Consider the semi-circle with endpoints A and C and center O and the inscribed angle ∠ABC (B on the semi-circle) together with the rotation image of both about O by 180°. The image of A is C and vice versa; let B' be the image of B. The image of a line under a 180° rotation is parallel to the original line, AB is parallel to CB' and BC is parallel to B'A, so ABCB' is a parallelogram. BO and its image must be parallel, but the image of O is itself, since it is the center of rotation, and if BO and B'O are parallel and contain a point in common, they must lie on the same line, so BB' passes through O. AC and BB' (the diagonals of ABCB') are both diameters of the circle, so they are congruent. A parallelogram with congruent diagonals is a rectangle. Thus, ∠ABC is a right angle (and has measure 90°).

diagram http://www.imgftw.net/img/762828246.png

Standard proof (or, at least, my guess at it based on the description in the question)

As above, consider the semi-circle with endpoints A and C and center O and the inscribed angle ∠ABC (B on the semi-circle). Draw in radius OB. OA = OB, so △AOB is isosceles and ∠OAB≅∠OBA. OB = OC, so △BOC is isosceles and ∠OBC≅∠OCB. Let α=m∠OAB=m∠OBA and β=m∠OBC=m∠OCB. In △ABC, the measures of the angles are α, α+β, and β, so α+(α+β)+β=180° or 2(α+β)=180° or α+β=90°, so ∠ABC has measure 90° and is a right angle.

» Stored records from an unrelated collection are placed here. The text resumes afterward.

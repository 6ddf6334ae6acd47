//! Hostname resolution cache.
//!
//! Holds the addresses learned through DNS-over-HTTPS for the lifetime of the
//! process. Entries are never expired, evicted or overwritten, and failed
//! lookups are not cached.

use moka::future::Cache;
use std::net::IpAddr;
use tracing::{debug, instrument};

/// Concurrency-safe hostname → IP address map.
///
/// Cloning is cheap and clones share the same storage, so one instance can be
/// handed to every transport that should see the same resolutions.
#[derive(Clone)]
pub struct ResolutionCache {
    entries: Cache<String, IpAddr>,
}

impl ResolutionCache {
    /// Create an empty cache
    pub fn new() -> Self {
        // No max_capacity and no time_to_live: moka never evicts.
        Self {
            entries: Cache::builder().build(),
        }
    }

    /// Look up a cached address
    pub async fn get(&self, host: &str) -> Option<IpAddr> {
        self.entries.get(host).await
    }

    /// Record an address for `host` unless one is already cached.
    ///
    /// Returns `true` when the entry was inserted and `false` when an existing
    /// entry was kept.
    #[instrument(skip(self))]
    pub async fn set(&self, host: &str, ip: IpAddr) -> bool {
        let entry = self.entries.entry(host.to_string()).or_insert(ip).await;

        if entry.is_fresh() {
            debug!(host = %host, ip = %ip, "Cached resolution");
        } else {
            debug!(host = %host, kept = %entry.value(), "Resolution already cached");
        }

        entry.is_fresh()
    }

    /// Number of cached hostnames
    pub async fn len(&self) -> u64 {
        self.entries.run_pending_tasks().await;
        self.entries.entry_count()
    }

    /// Whether nothing has been cached yet
    pub async fn is_empty(&self) -> bool {
        self.len().await == 0
    }
}

impl Default for ResolutionCache {
    fn default() -> Self {
        Self::new()
    }
}

impl std::fmt::Debug for ResolutionCache {
    fn fmt(&self, f: &mut std::fmt::Formatter<'_>) -> std::fmt::Result {
        f.debug_struct("ResolutionCache")
            .field("entries", &self.entries.entry_count())
            .finish()
    }
}

#[cfg(test)]
mod tests {
    use super::*;
    use std::net::Ipv4Addr;

    fn ip(last: u8) -> IpAddr {
        IpAddr::V4(Ipv4Addr::new(10, 0, 0, last))
    }

    #[tokio::test]
    async fn test_get_and_set() {
        let cache = ResolutionCache::new();

        assert!(cache.get("html.duckduckgo.com").await.is_none());
        assert!(cache.set("html.duckduckgo.com", ip(1)).await);
        assert_eq!(cache.get("html.duckduckgo.com").await, Some(ip(1)));
    }

    #[tokio::test]
    async fn test_set_never_overwrites() {
        let cache = ResolutionCache::new();

        assert!(cache.set("duckduckgo.com", ip(1)).await);
        assert!(!cache.set("duckduckgo.com", ip(2)).await);
        assert_eq!(cache.get("duckduckgo.com").await, Some(ip(1)));
    }

    #[tokio::test]
    async fn test_clones_share_entries() {
        let cache = ResolutionCache::new();
        let other = cache.clone();

        cache.set("duckduckgo.com", ip(7)).await;
        assert_eq!(other.get("duckduckgo.com").await, Some(ip(7)));
    }

    #[tokio::test(flavor = "multi_thread", worker_threads = 4)]
    async fn test_concurrent_sets_keep_every_entry() {
        let cache = ResolutionCache::new();

        let tasks: Vec<_> = (0..64u8)
            .map(|i| {
                let cache = cache.clone();
                tokio::spawn(async move {
                    cache.set(&format!("host{}.duckduckgo.com", i), ip(i)).await
                })
            })
            .collect();

        for task in tasks {
            assert!(task.await.unwrap());
        }

        for i in 0..64u8 {
            assert_eq!(
                cache.get(&format!("host{}.duckduckgo.com", i)).await,
                Some(ip(i))
            );
        }
        assert_eq!(cache.len().await, 64);
    }

    #[tokio::test(flavor = "multi_thread", worker_threads = 4)]
    async fn test_concurrent_sets_same_host_single_winner() {
        let cache = ResolutionCache::new();

        let tasks: Vec<_> = (1..=16u8)
            .map(|i| {
                let cache = cache.clone();
                tokio::spawn(async move { cache.set("duckduckgo.com", ip(i)).await })
            })
            .collect();

        let mut inserted = 0;
        for task in tasks {
            if task.await.unwrap() {
                inserted += 1;
            }
        }

        assert_eq!(inserted, 1);
        assert!(cache.get("duckduckgo.com").await.is_some());
    }
}
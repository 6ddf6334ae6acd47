//! Basic usage example for Tarnhelm
//!
//! Run with: cargo run --example basic_usage

use futures::future::join_all;
use tarnhelm::cache::ResolutionCache;
use tarnhelm::dns::{DEFAULT_DOH_ENDPOINT, DOH_TIMEOUT, DohResolver};
use tarnhelm::limiter::RateLimiter;
use tarnhelm::tools::{fetch, search};
use tarnhelm::transport::{TransportConfig, build_client};
use tarnhelm::types::{FetchArgs, SafeSearchLevel, SearchArgs};

#[tokio::main]
async fn main() -> anyhow::Result<()> {
    // Initialize logging
    tracing_subscriber::fmt()
        .with_max_level(tracing::Level::INFO)
        .init();

    println!("Tarnhelm Basic Usage Example\n");

    // Example 1: Resolve DuckDuckGo over DoH
    println!("=== Example 1: DNS-over-HTTPS ===\n");

    let resolver = DohResolver::new(DEFAULT_DOH_ENDPOINT, DOH_TIMEOUT)?;
    match resolver.resolve("html.duckduckgo.com").await {
        Ok(ip) => println!("html.duckduckgo.com -> {}", ip),
        Err(e) => eprintln!("DoH lookup failed: {}", e),
    }

    // Both clients dial through the same resolution cache
    let cache = ResolutionCache::new();
    let config = TransportConfig::default();

    let search_client = search::SearchClient::with_client(
        build_client(&config, cache.clone())?,
        RateLimiter::search(),
        search::DDG_HTML_URL,
    );
    let fetch_client =
        fetch::FetchClient::with_client(build_client(&config, cache.clone())?, RateLimiter::fetch());

    // Example 2: Basic search
    println!("\n=== Example 2: Basic Search ===\n");

    let search_args = SearchArgs {
        max_results: 5,
        safe_search: SafeSearchLevel::Moderate,
        ..SearchArgs::new("Rust programming language")
    };

    let first_link = match search_client.search(&search_args, None).await {
        Ok(results) => {
            println!("{}", search::format_results(&search_args.query, &results));
            results.first().map(|r| r.link.clone())
        },
        Err(e) => {
            eprintln!("Search failed: {}", e);
            None
        },
    };

    println!("Cached resolutions: {}", cache.len().await);

    // Example 3: Fetch the top result
    println!("\n=== Example 3: Fetch Webpage ===\n");

    let fetch_args = FetchArgs {
        url: first_link.unwrap_or_else(|| "https://www.rust-lang.org".to_string()),
    };

    match fetch_client.fetch(&fetch_args, None).await {
        Ok(content) => {
            println!("Content preview (first 500 chars):");
            println!("{}", content.chars().take(500).collect::<String>());
        },
        Err(e) => {
            eprintln!("Fetch failed: {}", e);
        },
    }

    // Example 4: Concurrent searches share the search rate limit
    println!("\n=== Example 4: Concurrent Searches ===\n");

    let queries = ["tokio async runtime", "serde serialization", "reqwest http client"]
        .map(|q| SearchArgs {
            max_results: 2,
            ..SearchArgs::new(q)
        });

    let started = std::time::Instant::now();
    let results = join_all(queries.iter().map(|args| search_client.search(args, None))).await;

    for (args, result) in queries.iter().zip(results) {
        match result {
            Ok(results) => println!("'{}' - {} results", args.query, results.len()),
            Err(e) => println!("'{}' failed: {}", args.query, e),
        }
    }
    println!("Took {:?}", started.elapsed());

    println!("\nExamples completed!");
    Ok(())
}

diagram http://www.imgftw.net/img/319527897.png

edit: Another Nonstandard proof

Use the labeling as above and apply Stewart's Theorem to △ABC: $$(AB)^2(OC) + (BC)^2(AO) = (AC)((BO)^2 + (AO)(OC))$$ Substituting the length r of the radius of the semicircle as appropriate: $$(AB)^2r + (BC)^2r = 2r(r^2 + r^2)=4r^3$$ Dividing both sides by r: $$(AB)^2+(BC)^2=(2r)^2=(AC)^2$$ So, by the converse of the Pythagorean Theorem, ∠ABC is a right angle.